Epifani: «Tanta sfortuna, ma ora sono più forte» 

Il tecnico della Primavera parla della sua breve esperienza in prima squadra: «Mai detto che Zeman ha lasciato disastri, ad Avellino la gara dei rimpianti»

PESCARA. Sognava quella panchina da quando è diventato allenatore. La gavetta al Miglianico, poi il San Nicolò, infine la Primavera del Pescara. Un percorso breve ma intenso, dove Massimo Epifani ha dimostrato le sue capacità. Un giovane promettente che Daniele Sebastiani ha voluto nelle giovanili del Delfino. Lo scorso marzo, dopo l’esonero di Zdenek Zeman, la grande occasione per l’ex centrocampista biancazzurro, pescarese doc e grande tifoso del Pescara.
Il compito era tutt’altro che agevole. La società gli ha affidato un gruppo logorato dai continui litigi tra il presidente e il boemo. Un onere forse eccessivo per un allenatore esordiente lanciato nella mischia in un clima di alta tensione. Ma Epifani ha accettato la sfida lavorando giorno e notte per cercare di dare la sua impronta. Qualche segnale c’è stato, ma i risultati non gli hanno dato ragione. Così, l’avventura è finita dopo 5 partite (un pari e 4 ko). Al suo posto è arrivato Bepi Pillon che ha portato in salvo il Pescara, seppure all’ultima giornata.
Epifani, cosa le resta di questa avventura?
«Purtroppo è andata male, ma per me è stata un’esperienza utile. Dalle situazioni negative si impara sempre qualcosa e i momenti difficili fanno parte della carriera di un allenatore».
Qual è stata la causa del rendimento negativo?
«Ho commesso alcuni errori e c’è qualcosa che non rifarei. Non mi va di elencarli, ma farò tesoro dei miei sbagli e in futuro, quando avrò altre occasioni, non sarò recidivo. Comunque ringrazio Sebastiani e tutta la società per la grande chance».
Cosa le ha fatto più male?
«Quando la mia avventura è finita ho vissuto un brutto periodo. Ero molto deluso, soprattutto perché sono pescarese e da sempre amo i colori biancazzurri. Più che le critiche sul piano tecnico-tattico, mi ha fatto male sentirmi dire di essere presuntuoso. Chi mi conosce sa che non lo sono».
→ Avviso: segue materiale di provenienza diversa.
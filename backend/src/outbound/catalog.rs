//! Message catalog loading from disk.
//!
//! File access goes through `cap_std` so the loader only ever touches the
//! directory holding the configured catalog.

use std::path::{Path, PathBuf};

use cap_std::{ambient_authority, fs::Dir};
use thiserror::Error;
use tracing::info;

use crate::domain::{CatalogValidationError, MessageCatalog};

/// Errors raised while loading a catalog override.
#[derive(Debug, Error)]
pub enum CatalogLoadError {
    /// The path has no file name component.
    #[error("catalog path {path} does not name a file")]
    NotAFile { path: PathBuf },
    /// The file could not be read.
    #[error("failed to read catalog at {path}: {source}")]
    Read {
        path: PathBuf,
        #[source]
        source: std::io::Error,
    },
    /// The file was read but is not a valid catalog.
    #[error("invalid catalog at {path}: {source}")]
    Invalid {
        path: PathBuf,
        #[source]
        source: CatalogValidationError,
    },
}

fn read_catalog_text(path: &Path) -> Result<String, CatalogLoadError> {
    let file_name = path.file_name().ok_or_else(|| CatalogLoadError::NotAFile {
        path: path.to_path_buf(),
    })?;
    let parent = path
        .parent()
        .filter(|parent| !parent.as_os_str().is_empty())
        .unwrap_or_else(|| Path::new("."));
    let read_error = |source| CatalogLoadError::Read {
        path: path.to_path_buf(),
        source,
    };
    let directory = Dir::open_ambient_dir(parent, ambient_authority()).map_err(read_error)?;
    directory
        .read_to_string(Path::new(file_name))
        .map_err(read_error)
}

/// Load the catalog at `path`, or the bundled one when no path is set.
///
/// # Errors
///
/// Returns [`CatalogLoadError`] when the file is unreadable or fails
/// validation against `default_language`.
pub fn load_message_catalog(
    path: Option<&Path>,
    default_language: &str,
) -> Result<MessageCatalog, CatalogLoadError> {
    let Some(path) = path else {
        info!(default_language, "using bundled message catalog");
        return MessageCatalog::bundled(default_language).map_err(|source| {
            CatalogLoadError::Invalid {
                path: PathBuf::from("<bundled>"),
                source,
            }
        });
    };

    let text = read_catalog_text(path)?;
    let catalog =
        MessageCatalog::from_json(&text, default_language).map_err(|source| {
            CatalogLoadError::Invalid {
                path: path.to_path_buf(),
                source,
            }
        })?;
    info!(path = %path.display(), default_language, "loaded message catalog");
    Ok(catalog)
}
Forse si riferivano alle frasi su Zeman?
«Non so, però colgo l’occasione per fare alcune precisazioni. Non ho mai detto che il boemo ha lasciato una situazione disastrosa. Non mi sarei mai permesso, tant’è che il suo esonero non è stato dettato da motivazioni tecniche. Zeman è parte della storia del calcio. Ho solo detto di aver ereditato una situazione pesante a livello mentale».
Parole sacrosante, non era facile per nessuno sostituire il boemo. Ma perché ha cambiato modulo?
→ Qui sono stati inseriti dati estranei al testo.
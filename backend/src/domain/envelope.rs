//! Uniform response envelope returned by every use case.
//!
//! Labels (`entity`, `state`, `message`) are derived mechanically from the
//! snake_case event name and the outcome. When a message key is attached the
//! user-facing `message` is replaced by the catalog text for the request
//! language during [`ResponseEnvelope::localize`].
//!
//! Every constructor produces a fresh value; there is no shared template.

use pagination::Pagination;
use serde::Serialize;
use serde_json::Value;
use utoipa::ToSchema;
use uuid::Uuid;

use super::error_chain::{ErrorChain, ErrorEvent, codes};
use super::localization::MessageCatalog;
use super::messages::{errors, events, keys};
use super::trace_id::TraceId;

/// Outcome class of a response.
#[derive(Debug, Clone, Copy, PartialEq, Eq)]
pub enum Outcome {
    /// 2xx responses.
    Success,
    /// 4xx responses.
    Error,
    /// 5xx responses.
    Failure,
}

impl Outcome {
    /// Classify a status code.
    pub fn for_status(status_code: u16) -> Self {
        if status_code >= codes::INTERNAL_SERVER_ERROR {
            Self::Failure
        } else if status_code >= codes::BAD_REQUEST {
            Self::Error
        } else {
            Self::Success
        }
    }

    /// Upper-case word used in the `status` field.
    pub fn status_word(self) -> &'static str {
        match self {
            Self::Success => "SUCCESS",
            Self::Error => "ERROR",
            Self::Failure => "FAILURE",
        }
    }

    /// Title-case word appended to `state` and `message`.
    pub fn title(self) -> &'static str {
        match self {
            Self::Success => "Success",
            Self::Error => "Error",
            Self::Failure => "Failure",
        }
    }
}

/// Labels derived from an event name and an outcome.
#[derive(Debug, Clone, PartialEq, Eq)]
pub struct Labels {
    /// lowerCamelCase event name, e.g. `requestAction`.
    pub entity: String,
    /// Entity followed by the outcome word, e.g. `requestActionError`.
    pub state: String,
    /// Title-cased event tokens and outcome, e.g. `Request Action Error`.
    pub message: String,
}

fn title_case(token: &str) -> String {
    let mut chars = token.chars();
    chars.next().map_or_else(String::new, |first| {
        first.to_uppercase().chain(chars).collect()
    })
}

/// Derive envelope labels from a snake_case event name.
///
/// # Examples
/// ```
/// use sharefood::domain::{Outcome, derive_labels};
///
/// let labels = derive_labels("request_action", Outcome::Error);
/// assert_eq!(labels.entity, "requestAction");
/// assert_eq!(labels.state, "requestActionError");
/// assert_eq!(labels.message, "Request Action Error");
/// ```
pub fn derive_labels(event: &str, outcome: Outcome) -> Labels {
    let tokens: Vec<&str> = event.split('_').filter(|token| !token.is_empty()).collect();
    let mut entity = String::new();
    for (position, token) in tokens.iter().enumerate() {
        if position == 0 {
            entity.push_str(token);
        } else {
            entity.push_str(&title_case(token));
        }
    }

    let mut words: Vec<String> = tokens.iter().map(|token| title_case(token)).collect();
    words.push(outcome.title().to_owned());

    Labels {
        state: format!("{entity}{}", outcome.title()),
        entity,
        message: words.join(" "),
    }
}

/// Catalog key for a failure, chosen from its innermost cause.
fn failure_key(chain: &ErrorChain) -> Option<&'static str> {
    match chain.to_string().as_str() {
        errors::ACTION_ALREADY_DONE => Some(keys::ACTION_ALREADY_DONE),
        errors::NOT_ENOUGH_QUANTITY => Some(keys::NOT_ENOUGH_QUANTITY),
        errors::FORBIDDEN => Some(keys::FORBIDDEN),
        errors::FOOD_NOT_FOUND => Some(keys::FOOD_NOT_FOUND),
        errors::UNAUTHORIZED | errors::TOKEN_NOT_VALID => Some(keys::UNAUTHORIZED),
        _ if chain.is_failure() => Some(keys::INTERNAL_SERVER_ERROR),
        _ => None,
    }
}

/// Fold a use case result into its envelope, tagged with the transaction id
/// of the request in flight.
pub fn settle(event: &str, result: Result<ResponseEnvelope, ErrorChain>) -> ResponseEnvelope {
    result
        .unwrap_or_else(|chain| ResponseEnvelope::failed(event, chain))
        .with_transaction_id(TraceId::transaction_id())
}

/// Correlation and pagination metadata.
#[derive(Debug, Clone, Default, PartialEq, Eq, Serialize)]
pub struct Meta {
    #[serde(skip_serializing_if = "Option::is_none")]
    transaction_id: Option<Uuid>,
    #[serde(flatten)]
    pagination: Option<Pagination>,
}

impl Meta {
    /// Transaction identifier echoed for correlation.
    pub fn transaction_id(&self) -> Option<Uuid> {
        self.transaction_id
    }

    /// Pagination metadata for listings.
    pub fn pagination(&self) -> Option<Pagination> {
        self.pagination
    }
}

/// Uniform response object.
///
/// `code` travels on the status line and is never serialized.
#[derive(Debug, Clone, PartialEq, Serialize, ToSchema)]
pub struct ResponseEnvelope {
    #[serde(skip)]
    code: u16,
    status: String,
    entity: String,
    state: String,
    message: String,
    #[serde(skip_serializing_if = "Option::is_none")]
    #[schema(value_type = Option<Object>)]
    meta: Option<Meta>,
    #[serde(skip_serializing_if = "Option::is_none")]
    #[schema(value_type = Option<Vec<Object>>)]
    errors: Option<ErrorChain>,
    #[serde(skip_serializing_if = "Option::is_none")]
    #[schema(value_type = Option<Object>)]
    data: Option<Value>,
    #[serde(skip)]
    message_key: Option<String>,
}

impl ResponseEnvelope {
    fn labelled(event: &str, code: u16) -> Self {
        let outcome = Outcome::for_status(code);
        let Labels {
            entity,
            state,
            message,
        } = derive_labels(event, outcome);
        Self {
            code,
            status: outcome.status_word().to_owned(),
            entity,
            state,
            message,
            meta: None,
            errors: None,
            data: None,
            message_key: None,
        }
    }

    /// Successful outcome for `event` with an optional payload.
    pub fn success(event: &str, code: u16, data: Option<Value>) -> Self {
        Self {
            data,
            ..Self::labelled(event, code)
        }
    }

    /// Successful outcome carrying `data` serialized to JSON.
    ///
    /// A payload that fails to serialize yields a 500 envelope instead.
    pub fn success_with<T: Serialize>(event: &str, code: u16, data: &T) -> Self {
        match serde_json::to_value(data) {
            Ok(value) => Self::success(event, code, Some(value)),
            Err(err) => Self::failed(event, ErrorEvent::new(event).wrap(err.to_string())),
        }
    }

    /// Failed outcome; the status code is the chain's visible status.
    pub fn failed(event: &str, chain: ErrorChain) -> Self {
        Self {
            message_key: failure_key(&chain).map(str::to_owned),
            errors: Some(chain.clone()),
            ..Self::labelled(event, chain.status_code())
        }
    }

    /// Generic 500 envelope used after a panic was caught.
    pub fn panic_recovered() -> Self {
        let chain = ErrorEvent::new(events::INTERNAL_SERVER_ERROR).into_chain();
        Self::failed(events::INTERNAL_SERVER_ERROR, chain)
            .with_message_key(keys::INTERNAL_SERVER_ERROR)
    }

    /// Attach a transaction identifier.
    #[must_use]
    pub fn with_transaction_id(mut self, transaction_id: Uuid) -> Self {
        self.meta.get_or_insert_with(Meta::default).transaction_id = Some(transaction_id);
        self
    }

    /// Attach listing pagination.
    #[must_use]
    pub fn with_pagination(mut self, pagination: Pagination) -> Self {
        self.meta.get_or_insert_with(Meta::default).pagination = Some(pagination);
        self
    }

    /// Select the catalog key used to localise `message`.
    #[must_use]
    pub fn with_message_key(mut self, key: impl Into<String>) -> Self {
        self.message_key = Some(key.into());
        self
    }

    /// Replace `message` with catalog text when a key is attached and known.
    #[must_use]
    pub fn localize(mut self, catalog: &MessageCatalog, language: &str) -> Self {
        if let Some(entry) = self
            .message_key
            .as_deref()
            .and_then(|key| catalog.lookup(key, language))
        {
            self.message.clone_from(&entry.text);
        }
        self
    }

    /// HTTP status code.
    pub fn code(&self) -> u16 {
        self.code
    }

    /// `SUCCESS`, `ERROR` or `FAILURE`.
    pub fn status(&self) -> &str {
        &self.status
    }

    /// Entity label derived from the event.
    pub fn entity(&self) -> &str {
        &self.entity
    }

    /// Entity plus outcome word.
    pub fn state(&self) -> &str {
        &self.state
    }

    /// Derived label, or catalog text once localised.
    pub fn message(&self) -> &str {
        &self.message
    }

    /// Transaction and pagination metadata, when any was attached.
    pub fn meta(&self) -> Option<&Meta> {
        self.meta.as_ref()
    }

    /// Error frames of a failed outcome.
    pub fn errors(&self) -> Option<&ErrorChain> {
        self.errors.as_ref()
    }

    /// Success payload.
    pub fn data(&self) -> Option<&Value> {
        self.data.as_ref()
    }

    /// Catalog key used by [`Self::localize`]; never serialized.
    pub fn message_key(&self) -> Option<&str> {
        self.message_key.as_deref()
    }
}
«Ho pensato di dare maggiore forza alla fase difensiva. È vero che prima che arrivassi la squadra non aveva subìto tanti gol, ma quando il pallone arrivava nella nostra area c’era sempre troppa apprensione. Rifarei quella scelta, secondo me bisognava giocare con il 3-5-2, anche perché pensavo di poter recuperare Bovo e Campagnaro in tempi brevi. Con loro avrei messo le cose a posto».
Diciamo che anche la buonasorte le ha voltato le spalle.
«Sì, soprattutto ad Avellino. Meritavamo di vincere, invece abbiamo rischiato addirittura di perdere. Se avessimo portato a casa i tre punti, ci sarebbe stata la svolta, ne sono certo. Una vittoria ci avrebbe dato tanta convinzione. Poi le gare contro Parma ed Empoli, che alla fine sono andate in A. Con i ducali abbiamo preso il gol dello 0-2 in fuorigioco subito dopo aver sfiorato l’1-1, mentre i toscani hanno creato davvero poco. Oppure l’occasione di Cocco nel finale a Brescia. Mi capita ancora oggi di rivivere alcune gare».
Ha smaltito la delusione ?
«Sì, anche grazie ai ragazzi della Primavera che mi hanno riaccolto con grande affetto. E per questo non finirò mai di ringraziarli. Ora sono più forte di prima».